In other words, the very idea of the sacred and our connection to it is an element in the structure of consciousness, and not merely a stage in its history. And notions about both the deity and life beyond the grave highlight the development of this "idea of the sacred" in almost every ancient culture about which we have any knowledge.

As it was in every ancient religion (including those of the Greeks, Romans and the Hebrews before the 8th century b.c.), polytheism was taken for granted in ancient Egypt, for which we have very extensive and detailed records. During the period from about 2700 to 2200 b.c., for example, the Egyptian kings themselves were worshipped as sons of the sun god. But from 2000 b.c., there is clear evidence of monotheism: Amon was regarded as the one supreme deity, and when one ruler addressed a spontaneous hymn to Amon, his prayer was set down in hieroglyphs: "Creator, Maker, Giver of breath - how manifold are your works, O sole God, whose powers no other possesses. You created the earth according to your heart." Egyptians also offered morning and evening prayer to Amon.

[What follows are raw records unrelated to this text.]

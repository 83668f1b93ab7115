//! Research context assembly for one exercise.
//!
//! Articles are selected in the order given, first match wins, up to a cap.
//! The rendered text and the DOI list are what the generator is grounded on.

use sha2::{Digest, Sha256};
use transfit_shared::{ResearchArticle, TopicSet};

/// Default number of articles folded into one context.
pub const DEFAULT_MAX_ARTICLES: usize = 6;

/// Rendered evidence for one exercise.
#[derive(Debug, Clone, Default, PartialEq, Eq)]
pub struct EvidenceContext {
    /// One line per selected article, joined with `\n`.
    pub text: String,
    /// DOIs of selected articles that have one, in selection order.
    pub dois: Vec<String>,
    /// Number of articles selected.
    pub articles: usize,
}

impl EvidenceContext {
    /// True when there is no evidence basis to generate from.
    pub fn is_empty(&self) -> bool {
        self.text.is_empty()
    }

    /// Hex SHA-256 of the rendered text, stored alongside generated tips.
    pub fn fingerprint(&self) -> String {
        let mut hasher = Sha256::new();
        hasher.update(self.text.as_bytes());
        format!("{:x}", hasher.finalize())
    }
}

/// Render one article as a context line.
pub fn render_line(article: &ResearchArticle) -> String {
    let title = article.title.as_deref().unwrap_or("Untitled");
    let year = article
        .year
        .map(|y| y.to_string())
        .unwrap_or_else(|| "n.d.".into());
    let journal = article
        .journal
        .as_deref()
        .filter(|j| !j.trim().is_empty())
        .unwrap_or("n.d.");
    format!("- {title} ({year}, {journal}): {}", article.evidence_text())
}

/// Build the evidence context for an exercise with `topics`.
///
/// Empty when `topics` is empty or no article shares a topic with it. A cap
/// of zero is treated as one.
pub fn build_context(
    articles: &[ResearchArticle],
    topics: &TopicSet,
    max_articles: usize,
) -> EvidenceContext {
    if topics.is_empty() {
        return EvidenceContext::default();
    }

    let selected: Vec<&ResearchArticle> = articles
        .iter()
        .filter(|a| !a.topics.is_disjoint(topics))
        .take(max_articles.max(1))
        .collect();

    if selected.is_empty() {
        return EvidenceContext::default();
    }

    let text = selected
        .iter()
        .map(|a| render_line(a))
        .collect::<Vec<_>>()
        .join("\n");

    let dois = selected
        .iter()
        .filter_map(|a| a.doi.as_deref())
        .map(str::trim)
        .filter(|d| !d.is_empty())
        .map(String::from)
        .collect();

    EvidenceContext {
        text,
        dois,
        articles: selected.len(),
    }
}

Along with the tendency toward monotheism, there was a conviction about the afterlife. The Papyrus of Ani, which can be dated to about 1250 b.c., is a major extant portion of the texts now collectively known as the Egyptian Book of the Dead; it contains hymns and invocations interred with the deceased and intended to guide them safely to the beyond. A typical prayer for mercy was addressed, for example, to "My Shining One, who dwells in the Mansion of Images . . . O Preeminent One . . . may you grant me life. . . . O my father, my brother, my mother - Isis! . . . I shall cross to the Mansion of him who finds faces, the collector of souls. . . . And I will not die again in God's do-main . . . I give you praise, O Lord of the gods."

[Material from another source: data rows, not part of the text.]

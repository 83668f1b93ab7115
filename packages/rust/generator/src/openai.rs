//! OpenAI-compatible Chat Completions client.

use std::time::Duration;

use async_trait::async_trait;
use reqwest::Client;
use serde::{Deserialize, Serialize};
use tracing::{debug, instrument};
use transfit_shared::{OpenAiConfig, Result, TransfitError};
use url::Url;

use crate::prompt::{SYSTEM_PROMPT, render_prompt};
use crate::{TipGenerator, TipRequest};

/// User-Agent string for generation requests.
const USER_AGENT: &str = concat!("transfit/", env!("CARGO_PKG_VERSION"));

/// Longest slice of an error body echoed into logs.
const MAX_ERROR_BODY: usize = 200;

// ---------------------------------------------------------------------------
// Wire types
// ---------------------------------------------------------------------------

#[derive(Debug, Serialize)]
struct ChatRequest<'a> {
    model: &'a str,
    messages: [ChatMessage<'a>; 2],
    response_format: ResponseFormat,
    temperature: f32,
}

#[derive(Debug, Serialize)]
struct ChatMessage<'a> {
    role: &'static str,
    content: &'a str,
}

#[derive(Debug, Serialize)]
struct ResponseFormat {
    #[serde(rename = "type")]
    kind: &'static str,
}

#[derive(Debug, Deserialize)]
struct ChatResponse {
    #[serde(default)]
    choices: Vec<Choice>,
}

#[derive(Debug, Deserialize)]
struct Choice {
    message: ChoiceMessage,
}

#[derive(Debug, Deserialize)]
struct ChoiceMessage {
    #[serde(default)]
    content: Option<String>,
}

// ---------------------------------------------------------------------------
// Client
// ---------------------------------------------------------------------------

/// Connection settings for [`OpenAiGenerator`].
#[derive(Debug, Clone)]
pub struct OpenAiOptions {
    /// API root, e.g. `https://api.openai.com`.
    pub base_url: String,
    pub api_key: String,
    pub model: String,
    pub timeout_secs: u64,
}

impl OpenAiOptions {
    /// Options from the `[openai]` config section and a resolved API key.
    pub fn from_config(config: &OpenAiConfig, api_key: String) -> Self {
        Self {
            base_url: config.base_url.clone(),
            api_key,
            model: config.model.clone(),
            timeout_secs: config.timeout_secs,
        }
    }
}

/// Generates tips through `POST {base_url}/v1/chat/completions`.
pub struct OpenAiGenerator {
    client: Client,
    endpoint: Url,
    api_key: String,
    model: String,
}

impl OpenAiGenerator {
    /// Build a client. Fails on an unparseable base URL.
    pub fn new(opts: OpenAiOptions) -> Result<Self> {
        let base = Url::parse(opts.base_url.trim_end_matches('/')).map_err(|e| {
            TransfitError::config(format!("invalid base_url '{}': {e}", opts.base_url))
        })?;
        let endpoint = Url::parse(&format!(
            "{}/v1/chat/completions",
            base.as_str().trim_end_matches('/')
        ))
        .map_err(|e| TransfitError::config(format!("invalid endpoint: {e}")))?;

        let client = Client::builder()
            .user_agent(USER_AGENT)
            .timeout(Duration::from_secs(opts.timeout_secs))
            .build()
            .map_err(|e| TransfitError::Network(format!("failed to build HTTP client: {e}")))?;

        Ok(Self {
            client,
            endpoint,
            api_key: opts.api_key,
            model: opts.model,
        })
    }
}

#[async_trait]
impl TipGenerator for OpenAiGenerator {
    fn model_id(&self) -> &str {
        &self.model
    }

    #[instrument(skip_all, fields(exercise = %request.profile.name, model = %self.model))]
    async fn generate(&self, request: &TipRequest) -> Result<serde_json::Value> {
        // Nothing to ground on; never ask the model to improvise.
        if request.research_context.trim().is_empty() {
            return Ok(serde_json::Value::Object(serde_json::Map::new()));
        }

        let prompt = render_prompt(request);
        let body = ChatRequest {
            model: &self.model,
            messages: [
                ChatMessage {
                    role: "system",
                    content: SYSTEM_PROMPT,
                },
                ChatMessage {
                    role: "user",
                    content: &prompt,
                },
            ],
            response_format: ResponseFormat {
                kind: "json_object",
            },
            temperature: 0.0,
        };

        let response = self
            .client
            .post(self.endpoint.clone())
            .bearer_auth(&self.api_key)
            .json(&body)
            .send()
            .await
            .map_err(|e| TransfitError::Generation(format!("request failed: {e}")))?;

        let status = response.status();
        if !status.is_success() {
            let text = response.text().await.unwrap_or_default();
            let snippet: String = text.chars().take(MAX_ERROR_BODY).collect();
            return Err(TransfitError::Generation(format!(
                "HTTP {status}: {snippet}"
            )));
        }

        let parsed: ChatResponse = response
            .json()
            .await
            .map_err(|e| TransfitError::Generation(format!("invalid completion body: {e}")))?;

        let content = parsed
            .choices
            .into_iter()
            .next()
            .and_then(|c| c.message.content)
            .ok_or_else(|| TransfitError::Generation("completion has no content".into()))?;

        debug!(bytes = content.len(), "completion received");

        serde_json::from_str(&content).map_err(|e| {
            let snippet: String = content.chars().take(MAX_ERROR_BODY).collect();
            TransfitError::Generation(format!("content is not JSON: {e} (got: {snippet})"))
        })
    }
}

Perhaps nowhere are the traditions of prayerful acts discerned more clearly than in this ancient conviction that life endures beyond the grave, a conviction to which the pyramids remain a grand and silent witness. Within them all manner of provisions were made for the entombed rulers in the hereafter. The custom of sprinkling corpses with red ocher - as a substitute for blood and hence as a symbol of life - is found in Egypt and from northern Europe to as far south as Tasmania. More to the point, ancient peoples often buried their dead in a fetal position, which may indeed signify the hope of rebirth; the appearance of the dead in dreams seems also to have suggested the survival of the spirit. The 20th century discovery and translation of Egyptian invocations is precious witness to prayer in one of the most sophisticated ancient cultures.

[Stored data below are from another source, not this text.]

/// Validate a raw generator object into a [`TipSheet`].
pub fn parse_tip_sheet(raw: serde_json::Value) -> Result<TipSheet> {
    let sheet: TipSheet = serde_json::from_value(raw)
        .map_err(|e| TransfitError::Generation(format!("tip sheet shape mismatch: {e}")))?;
    if sheet.is_empty() {
        return Err(TransfitError::Generation("tip sheet is empty".into()));
    }
    Ok(sheet)
}

// ---------------------------------------------------------------------------
// Dry run
// ---------------------------------------------------------------------------

/// What a run would do for one exercise.
#[derive(Debug, Clone, Copy, PartialEq, Eq)]
pub enum PlanStep {
    /// The exercise would end without a generator call.
    Skip(ExerciseOutcome),
    /// The generator would be called.
    Generate,
}

/// Dry-run view of one exercise.
#[derive(Debug, Clone)]
pub struct PlanEntry {
    pub exercise_id: i64,
    pub name: String,
    pub topics: TopicSet,
    /// Names of the inference rules that fired.
    pub rules: Vec<&'static str>,
    /// Research articles that would ground the tips.
    pub evidence_articles: usize,
    pub dois: Vec<String>,
    pub step: PlanStep,
}

/// Evaluate every exercise up to the generator call, without writing.
///
/// Research topics are computed in memory; stored topics are left as they
/// are. The batch limit is not applied.
#[instrument(skip_all, fields(population = %config.population, context = %config.context))]
pub async fn plan_enrichment(config: &RunConfig, storage: &Storage) -> Result<Vec<PlanEntry>> {
    let research = storage
        .list_relevant_research()
        .await
        .map_err(|e| e.into_upstream_read())?;
    let articles = preview_tags(research);
    let exercises = load_exercises(storage).await?;

    let mut plan = Vec::with_capacity(exercises.len());
    for ex in &exercises {
        let exists = storage
            .tip_exists(ex.id, &config.population, &config.context)
            .await
            .map_err(|e| e.into_upstream_read())?;
        let topics = infer_topics(ex);
        let rules = matching_rules(ex).iter().map(|r| r.name).collect();
        let evidence = build_context(&articles, &topics, config.max_articles);

        let step = if exists {
            PlanStep::Skip(ExerciseOutcome::Duplicate)
        } else if topics.is_empty() {
            PlanStep::Skip(ExerciseOutcome::NoTopic)
        } else if evidence.is_empty() {
            PlanStep::Skip(ExerciseOutcome::NoEvidence)
        } else {
            PlanStep::Generate
        };

        plan.push(PlanEntry {
            exercise_id: ex.id,
            name: ex.name.clone(),
            topics,
            rules,
            evidence_articles: evidence.articles,
            dois: evidence.dois,
            step,
        });
    }

    info!(
        exercises = plan.len(),
        generate = plan.iter().filter(|p| p.step == PlanStep::Generate).count(),
        "plan computed"
    );
    Ok(plan)
}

From the 3rd millennium b.c. to the time of Jesus, forms of prayer changed little in Assyrian and Babylonian cultures. The Babylonian god Marduk was addressed by an unknown speaker in an intimate tone: "O Lord, great are my sins - do not cast your servant down, but remove my transgressions." Another supplicant expressed confidence in his prayer for protection from enemies: "I have prayed humbly, and I have been heard by my Father, my God." Equivalent sentiments are found in Cretan civilization of the same era.

From the Sumerians and Egyptians to the Central American natives, the terms "father" and "mother" are everywhere to be found as expressive of the affinity between the human and divine. About 2000 b.c., the Sumerians asked a Father-Mother God to "strip us of our many sins, which we wear like a garment." In ancient Egypt, Isis was "my father, my mother, my brother," and the Babylonians addressed Marduk, "as a father and mother, you dwell with your people." And at the end of the 2nd century a.d., the Acts of St. Peter (a nonbiblical account of early Christian traditions concerning that apostle) placed on the lips of the dying apostle a boldly confident address to God in Jesus: "You are a father and a mother to me - a brother, a friend, a servant. You are all that is, and all that is, is in You."

The true primitive spirit of prayer is not the expression of a savage or uncivilized nature, nor of atavistic fear or selfish desire. Nor does "primitive" connote a naïve stage of human development; rather, it describes a basic experience of human contingency. Those we call primitives often disclose not what we have outgrown or put aside but what is fundamental to our humanity.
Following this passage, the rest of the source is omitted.